Number of Participants With Adverse Events (AEs) (Part I)

Any AEs occurring among participants (all were healthy subjects) in Part I of study were recorded. An AE was defined as any unfavorable and unintended change in the structure, function or chemistry of the body temporally associated with study drug administration, whether or not considered related to the study drug. Any worsening (i.e., any clinically significant adverse change in frequency and/or intensity) of a preexisting condition which was temporally associated with the administration of the study drug, was also an AE.

Time frame: Up 14 days after the last dose of telcagepant and/or [11C]MK-4232 in Part I of study (Up to approximately 14 weeks)

Number of Participants With AEs (Part III)

Any AEs occurring among participants (all were migraine patients) in Part III of study were recorded. An AE was defined as any unfavorable and unintended change in the structure, function or chemistry of the body temporally associated with study drug administration, whether or not considered related to the study drug. Any worsening (i.e., any clinically significant adverse change in frequency and/or intensity) of a preexisting condition which was temporally associated with the administration of the study drug, was also an AE.

Time frame: Up 14 days after the last dose of telcagepant and/or [11C]MK-4232 in Part III of study (Up to approximately 6 months)

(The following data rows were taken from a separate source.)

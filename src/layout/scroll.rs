//! Independent scroll offsets for the main column and the rail.

/// A region that scrolls on its own.
#[derive(Debug, Clone, Copy, PartialEq, Eq, Hash)]
pub enum ScrollSlot {
    /// The feed column.
    Main,
    /// The utility rail.
    Rail,
}

/// Scroll offsets (in rows) for both scrollable regions.
///
/// Each slot is changed only through its own key; the sidebar and header
/// have no slot and never scroll.
#[derive(Debug, Clone, Copy, PartialEq, Eq, Default)]
pub struct ScrollSlots {
    main: usize,
    rail: usize,
}

impl ScrollSlots {
    /// Both slots at the top.
    pub fn new() -> Self {
        Self::default()
    }

    /// Current offset of `slot`.
    pub fn offset(&self, slot: ScrollSlot) -> usize {
        match slot {
            ScrollSlot::Main => self.main,
            ScrollSlot::Rail => self.rail,
        }
    }

    fn offset_mut(&mut self, slot: ScrollSlot) -> &mut usize {
        match slot {
            ScrollSlot::Main => &mut self.main,
            ScrollSlot::Rail => &mut self.rail,
        }
    }

    /// Move `slot` by `delta` rows, saturating at zero.
    pub fn scroll_by(&mut self, slot: ScrollSlot, delta: isize) {
        let offset = self.offset_mut(slot);
        *offset = if delta.is_negative() {
            offset.saturating_sub(delta.unsigned_abs())
        } else {
            offset.saturating_add(delta.unsigned_abs())
        };
    }

    /// Jump `slot` to `offset`.
    pub fn scroll_to(&mut self, slot: ScrollSlot, offset: usize) {
        *self.offset_mut(slot) = offset;
    }

    /// Clamp `slot` so that a viewport of `viewport_rows` never runs past
    /// `content_rows`.
    pub fn clamp(&mut self, slot: ScrollSlot, content_rows: usize, viewport_rows: usize) {
        let max = content_rows.saturating_sub(viewport_rows);
        let offset = self.offset_mut(slot);
        *offset = (*offset).min(max);
    }

    /// Scroll `slot` the minimum amount needed to show rows `top..bottom`.
    ///
    /// When the span is taller than the viewport its top row wins.
    pub fn ensure_visible(&mut self, slot: ScrollSlot, top: usize, bottom: usize, viewport_rows: usize) {
        let offset = self.offset_mut(slot);
        if viewport_rows == 0 {
            return;
        }
        if top < *offset {
            *offset = top;
        } else if bottom > *offset + viewport_rows {
            *offset = bottom.saturating_sub(viewport_rows).min(top);
        }
    }
}

#[cfg(test)]
mod tests {
    use super::*;

    #[test]
    fn slots_start_at_top() {
        let slots = ScrollSlots::new();
        assert_eq!(slots.offset(ScrollSlot::Main), 0);
        assert_eq!(slots.offset(ScrollSlot::Rail), 0);
    }

    #[test]
    fn scrolling_main_leaves_rail_alone() {
        let mut slots = ScrollSlots::new();
        slots.scroll_by(ScrollSlot::Main, 12);
        assert_eq!(slots.offset(ScrollSlot::Main), 12);
        assert_eq!(slots.offset(ScrollSlot::Rail), 0);
    }

    #[test]
    fn scrolling_rail_leaves_main_alone() {
        let mut slots = ScrollSlots::new();
        slots.scroll_to(ScrollSlot::Main, 5);
        slots.scroll_by(ScrollSlot::Rail, 3);
        slots.scroll_by(ScrollSlot::Rail, -1);
        assert_eq!(slots.offset(ScrollSlot::Main), 5);
        assert_eq!(slots.offset(ScrollSlot::Rail), 2);
    }

    #[test]
    fn scroll_up_saturates_at_zero() {
        let mut slots = ScrollSlots::new();
        slots.scroll_by(ScrollSlot::Main, -10);
        assert_eq!(slots.offset(ScrollSlot::Main), 0);
    }

    #[test]
    fn clamp_limits_to_last_page() {
        let mut slots = ScrollSlots::new();
        slots.scroll_to(ScrollSlot::Rail, 100);
        slots.clamp(ScrollSlot::Rail, 40, 10);
        assert_eq!(slots.offset(ScrollSlot::Rail), 30);
    }

    #[test]
    fn clamp_to_zero_when_content_fits() {
        let mut slots = ScrollSlots::new();
        slots.scroll_to(ScrollSlot::Main, 7);
        slots.clamp(ScrollSlot::Main, 5, 10);
        assert_eq!(slots.offset(ScrollSlot::Main), 0);
    }

    #[test]
    fn ensure_visible_scrolls_down_just_enough() {
        let mut slots = ScrollSlots::new();
        slots.ensure_visible(ScrollSlot::Main, 20, 25, 10);
        assert_eq!(slots.offset(ScrollSlot::Main), 15);
    }

    #[test]
    fn ensure_visible_scrolls_up_to_top_row() {
        let mut slots = ScrollSlots::new();
        slots.scroll_to(ScrollSlot::Main, 30);
        slots.ensure_visible(ScrollSlot::Main, 4, 8, 10);
        assert_eq!(slots.offset(ScrollSlot::Main), 4);
    }

    #[test]
    fn ensure_visible_is_noop_when_already_visible() {
        let mut slots = ScrollSlots::new();
        slots.scroll_to(ScrollSlot::Main, 10);
        slots.ensure_visible(ScrollSlot::Main, 12, 15, 10);
        assert_eq!(slots.offset(ScrollSlot::Main), 10);
    }

    #[test]
    fn tall_span_shows_its_top() {
        let mut slots = ScrollSlots::new();
        slots.ensure_visible(ScrollSlot::Main, 20, 50, 10);
        assert_eq!(slots.offset(ScrollSlot::Main), 20);
    }
}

Brain Calcitonin Gene-related Peptide (CGRP) Receptor Occupancy (RO) Post Telcagepant Obtained by PET Imaging Using [11C]MK-4232 Tracer at Baseline and After a Maximum Dose of Telcagepant (1120 mg) in Healthy Participants (Part I, Period 1)

Brain CGRP RO post telcagepant was determined by change in \[11C\]MK-4232 PET tracer biokinetics at baseline and post telcagepant administration. Using PET brain images acquired over \~0-90 minutes after \[11C\]MK-4232 dose, regions of interest (ROIs) were drawn throughout cerebral cortex and white matter, striatum, thalamus, cerebellum and pons. The ROIs were projected onto all frames of the dynamic PET scans in order to generate \[11C\]MK-4232 tissue time-activity curves (TACs). Serial arterial blood samples for measurement of plasma radioactivity and \[11C\]MK-4232 concentrations were collected during the PET scans. These samples provided the arterial input function for a two-tissue compartmental model of \[11C\]MK-4232 tracer biokinetics. Total volume of distribution (VT), an index of receptor density, was estimated by fitting the two-tissue compartmental model to the PET \[11C\]MK-4232 TACs. Change in VT between baseline and post telcagepant PET studies was used to quantify the brain CGRP RO.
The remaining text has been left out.